Before the business was launched, the team had over 200 meetings with artists, collectors, galleries and curators. They found people placed value in the moving image art world and felt passionately about it, but the sector lacked a market or central hub that was accessible to all of the relevant stakeholders.

 

Artists wanted a platform through which they could store moving image artworks, sell directly to affluent collectors, and make some works available for loan on masse to reach a global audience. Collectors had their own concerns, as there was no platform through which to view and purchase exclusive works that they wanted to enjoy privately. Niio realised quickly that whether a gallery, curator, artist or collector, the digital art world was fragmented, and there was a necessity to create an ecosystem that satisfied all of those players.

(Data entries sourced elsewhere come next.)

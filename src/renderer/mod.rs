pub mod backend;
pub mod batch3d;
pub mod chunks;
pub mod collaborators;
pub mod config;
pub mod draw_context;
pub mod frustum;
pub mod gpu;
pub mod guides;
pub mod model_batch;
pub mod pipeline_builder;
pub mod postprocess;
pub mod recording;
pub mod scissor;
pub mod shaders;
pub mod shadows;
pub mod skybox;
pub mod state;
pub mod uniforms;
pub mod vertex;
pub mod world_renderer;

pub use backend::{RenderBackend, RenderTarget, TextureSlot};
pub use chunks::{ChunkMesh, ChunkMesher, LevelChunks};
pub use collaborators::WorldCollaborators;
pub use config::{DebugFlags, RenderConfig};
pub use draw_context::DrawContext;
pub use gpu::WgpuBackend;
pub use guides::ChunkBorderGuides;
pub use model_batch::MeshModelBatch;
pub use postprocess::ScenePostProcess;
pub use recording::RecordingBackend;
pub use scissor::ScissorStack;
pub use state::{BlendMode, RenderState, Viewport};
pub use world_renderer::{FrameInput, FrameStats, WorldRenderer};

We live in a digital age, defined by technology and the growth of the online world, and that is reshaping the way we experience art. Increasingly, it means software and film have become the paint, the screen has become the canvas and a new destination for art. Niio specialises in this new generation of moving image artworks.

 

The next generation of art enthusiasts and collectors consume and experience everything online, that is why Niio calls it the “digital age”, and that is what the art world is starting to adapt to. This has already extended to other areas of culture with the emergence of streaming giants in the film and music worlds. Art is experiencing the same shift, because people crave access and unique, meaningful experiences, and Niio was founded with a mission to meet that demand. The screen is the natural environment for that shift to take place: it is a digital canvas that is accessible globally, and creating artworks that are designed to be experienced through it is a solution that satisfies artists, galleries, collectors, and the art-loving public.

 

When the platform was set up, the greatest challenges facing artists and collectors were access and maintaining value. Art is a scarcity market, and typically you might associate a model that allows for streaming of artworks as being targeted to the mass market.

 

Niio’s answers to those challenges were rooted in the technology and giving complete control of the tools they developed to the artists. Just as when purchasing a physical masterpiece, collectors want to own digital artworks that are not consumed by the masses. Niio spent a lot of time early on implementing blockchain and AI technology to underwrite ownership of artworks obtained through Niio to ensure that people were confident in the integrity of the platform.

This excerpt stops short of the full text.